**Saved entries**
//! YAML fixtures for seeding the in-memory store
//!
//! The production deployment sits in front of a managed database; for
//! local development and tests the same tables are loaded from a YAML
//! document instead. Ids and timestamps may be omitted in the file and
//! are generated on load.

use std::path::Path;

use anyhow::Result;
use serde::Deserialize;

use crate::core::model::{Category, Donation, Location, SubCategory};

/// Fixture document: one section per table, all optional.
#[derive(Debug, Default, Deserialize)]
#[serde(default)]
pub struct StoreFixtures {
    pub categories: Vec<Category>,
    pub sub_categories: Vec<SubCategory>,
    pub locations: Vec<Location>,
    pub donations: Vec<Donation>,
}

impl StoreFixtures {
    /// Load fixtures from a YAML file.
    pub fn from_yaml_file(path: impl AsRef<Path>) -> Result<Self> {
        let content = std::fs::read_to_string(path)?;
        Self::from_yaml_str(&content)
    }

    /// Load fixtures from a YAML string.
    pub fn from_yaml_str(yaml: &str) -> Result<Self> {
        let fixtures: Self = serde_yaml::from_str(yaml)?;
        Ok(fixtures)
    }
}
use fuzzy_find_core::{
    Document, Emphasis, Fragment, Inline, RegionId, RepositoryError, ScrollIntoView,
    SearchBoxConfig, SearchSurface, SegmentRepository,
};
use pretty_assertions::assert_eq;

fn mark_first_and_last(doc: &mut Document) -> Vec<RegionId> {
    let segment = doc.text_segments()[0];
    let text = doc.segment_text(segment).unwrap().to_string();
    let chars: Vec<char> = text.chars().collect();
    let last = chars.len() - 1;
    let middle: String = chars[1..last].iter().collect();
    doc.replace_segment(
        segment,
        vec![
            Fragment::Mark(chars[0]),
            Fragment::Text(middle),
            Fragment::Mark(chars[last]),
        ],
    )
    .unwrap()
}

#[test]
fn test_segments_follow_document_order() {
    let mut doc = Document::new();
    doc.push_block(vec![
        Inline::Text("one".into()),
        Inline::Opaque("image".into()),
        Inline::Text("two".into()),
    ]);
    doc.push_block(vec![Inline::Text("three".into())]);

    let texts: Vec<String> = doc
        .text_segments()
        .into_iter()
        .map(|s| doc.segment_text(s).unwrap().to_string())
        .collect();
    assert_eq!(texts, vec!["one", "two", "three"]);
}

#[test]
fn test_replace_segment_rejects_non_text() {
    let mut doc = Document::new();
    doc.push_block(vec![Inline::LineBreak, Inline::Text("x".into())]);
    let line_break = fuzzy_find_core::SegmentId(0);

    let err = doc
        .replace_segment(line_break, vec![Fragment::Mark('x')])
        .unwrap_err();
    assert_eq!(err, RepositoryError::NotText(line_break));
    assert_eq!(doc.mark_count(), 0);
}

#[test]
fn test_revert_marks_restores_single_segment() {
    let mut doc = Document::from_text("hello");
    let regions = mark_first_and_last(&mut doc);
    assert_eq!(regions.len(), 2);
    assert_eq!(doc.text_segments().len(), 1);

    assert_eq!(doc.revert_marks(), 2);

    assert_eq!(doc.mark_count(), 0);
    let segments = doc.text_segments();
    assert_eq!(segments.len(), 1);
    assert_eq!(doc.segment_text(segments[0]).unwrap(), "hello");
    // Old regions no longer resolve.
    assert_eq!(doc.emphasis_of(regions[0]), None);
}

#[test]
fn test_revert_marks_is_idempotent() {
    let mut doc = Document::from_text("hello\nworld\n\nagain");
    mark_first_and_last(&mut doc);
    doc.revert_marks();
    let text = doc.text();
    let nodes = doc.node_count();

    assert_eq!(doc.revert_marks(), 0);
    assert_eq!(doc.text(), text);
    assert_eq!(doc.node_count(), nodes);

    let mut plain = Document::from_text("never marked");
    assert_eq!(plain.revert_marks(), 0);
    assert_eq!(plain.text(), "never marked");
}

#[test]
fn test_emphasis_and_scroll() {
    let mut doc = Document::from_text("abc");
    let regions = mark_first_and_last(&mut doc);

    doc.set_emphasis(regions[1], Emphasis::Active);
    doc.scroll_into_view(regions[1], ScrollIntoView::CENTERED);

    assert_eq!(doc.emphasis_of(regions[0]), Some(Emphasis::Inactive));
    assert_eq!(doc.emphasis_of(regions[1]), Some(Emphasis::Active));
    assert_eq!(doc.last_scroll(), Some((regions[1], ScrollIntoView::CENTERED)));

    // Unknown regions are ignored.
    doc.scroll_into_view(RegionId(9999), ScrollIntoView::CENTERED);
    assert_eq!(doc.scrolled_to(), Some(regions[1]));
}

#[test]
fn test_search_box_lifecycle() {
    let mut doc = Document::new();
    assert!(!doc.has_search_box());

    doc.create_search_box(&SearchBoxConfig::default());
    assert_eq!(doc.search_box().map(|b| b.focused), Some(false));
    doc.focus_search_box();
    assert_eq!(doc.search_box().map(|b| b.focused), Some(true));

    doc.remove_search_box();
    assert!(doc.search_box().is_none());
}

#[test]
fn test_render_lines_and_region_lookup() {
    let mut doc = Document::from_text("first\nsecond\n\nthird");
    let third = doc.text_segments()[2];
    let regions = doc
        .replace_segment(
            third,
            vec![Fragment::Text("thi".into()), Fragment::Mark('r'), Fragment::Text("d".into())],
        )
        .unwrap();

    let lines = doc.render_lines();
    let texts: Vec<String> = lines.iter().map(|l| l.text()).collect();
    assert_eq!(texts, vec!["first", "second", "", "third"]);
    assert_eq!(lines[3].runs.len(), 3);
    assert_eq!(lines[3].runs[1].emphasis, Some(Emphasis::Inactive));
    assert_eq!(doc.line_of_region(regions[0]), Some(3));
}

#[test]
fn test_lookups_follow_nodes_shifted_by_replacement() {
    let mut doc = Document::new();
    doc.push_block(vec![
        Inline::Text("abc".into()),
        Inline::Opaque("image".into()),
        Inline::Text("xyz".into()),
    ]);
    let segments = doc.text_segments();

    let first = doc
        .replace_segment(
            segments[0],
            vec![
                Fragment::Mark('a'),
                Fragment::Mark('b'),
                Fragment::Mark('c'),
            ],
        )
        .unwrap();
    // The second segment moved two slots right but is still found by id.
    assert_eq!(doc.segment_text(segments[1]).unwrap(), "xyz");

    let second = doc
        .replace_segment(
            segments[1],
            vec![Fragment::Text("x".into()), Fragment::Mark('y'), Fragment::Text("z".into())],
        )
        .unwrap();
    assert_eq!(doc.region_char(first[2]), Some('c'));
    assert_eq!(doc.region_char(second[0]), Some('y'));

    doc.set_emphasis(second[0], Emphasis::Active);
    assert_eq!(doc.emphasis_of(second[0]), Some(Emphasis::Active));
    assert_eq!(doc.emphasis_of(first[0]), Some(Emphasis::Inactive));

    assert_eq!(doc.revert_marks(), 4);
    assert_eq!(doc.region_char(second[0]), None);
    let texts: Vec<String> = doc
        .text_segments()
        .into_iter()
        .map(|s| doc.segment_text(s).unwrap().to_string())
        .collect();
    assert_eq!(texts, vec!["abc", "xyz"]);
}
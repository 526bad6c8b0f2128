//! Randomized checks of matcher and controller invariants.

use fuzzy_find_core::{
    Document, FinderConfig, SearchController, SearchKey, find_matches_in_str, fold_case,
};
use rand::rngs::StdRng;
use rand::{Rng, SeedableRng};

const ALPHABET: &[char] = &['a', 'b', 'c', 'A', 'B', ' ', 'é', 'É'];

fn random_string(rng: &mut StdRng, max_len: usize) -> String {
    let len = rng.gen_range(0..=max_len);
    (0..len)
        .map(|_| ALPHABET[rng.gen_range(0..ALPHABET.len())])
        .collect()
}

#[test]
fn test_matches_are_well_formed() {
    let mut rng = StdRng::seed_from_u64(0x5eed);
    for _ in 0..2_000 {
        let text = random_string(&mut rng, 40);
        let query = random_string(&mut rng, 4);
        let folded_text = fold_case(&text);
        let folded_query = fold_case(&query);

        let matches = find_matches_in_str(&text, &query, 100);
        if folded_query.is_empty() {
            assert!(matches.is_empty());
            continue;
        }

        for m in &matches {
            assert_eq!(m.len(), folded_query.len());
            assert!(m.positions().windows(2).all(|w| w[0] < w[1]));
            for (&pos, &wanted) in m.positions().iter().zip(&folded_query) {
                assert_eq!(folded_text[pos], wanted, "text {text:?} query {query:?}");
            }
        }
        for pair in matches.windows(2) {
            assert!(pair[0].last() < pair[1].first());
        }
    }
}

#[test]
fn test_scan_respects_cap_and_restores_text() {
    let mut rng = StdRng::seed_from_u64(42);
    for _ in 0..50 {
        let paragraphs: Vec<String> = (0..rng.gen_range(1..40))
            .map(|_| {
                let s = random_string(&mut rng, 60);
                if s.trim().is_empty() { "x".to_string() } else { s }
            })
            .collect();
        let mut doc = Document::from_text(&paragraphs.join("\n\n"));
        let original = doc.text();

        let mut finder = SearchController::new(FinderConfig::default());
        finder.open(&mut doc);
        let query = random_string(&mut rng, 2);
        let summary = finder.rescan_now(&mut doc, &query);

        assert!(summary.match_count <= 100);
        assert_eq!(doc.text(), original);
        let query_len = fold_case(query.trim()).len();
        // Matches never overlap, so every matched character has its own region.
        assert_eq!(doc.mark_count(), summary.match_count * query_len);

        for _ in 0..summary.match_count {
            finder.handle_key(&mut doc, SearchKey::Enter { shift: false });
        }
        assert_eq!(
            finder.current_index(),
            if summary.match_count > 0 { Some(0) } else { None }
        );

        finder.handle_key(&mut doc, SearchKey::Escape);
        assert_eq!(doc.mark_count(), 0);
        assert_eq!(doc.text(), original);
    }
}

**Your goal**
Scan the records above for the string "StoreFixtures", then report every line that contains it.

**Answer section**
pub struct StoreFixtures {
impl StoreFixtures {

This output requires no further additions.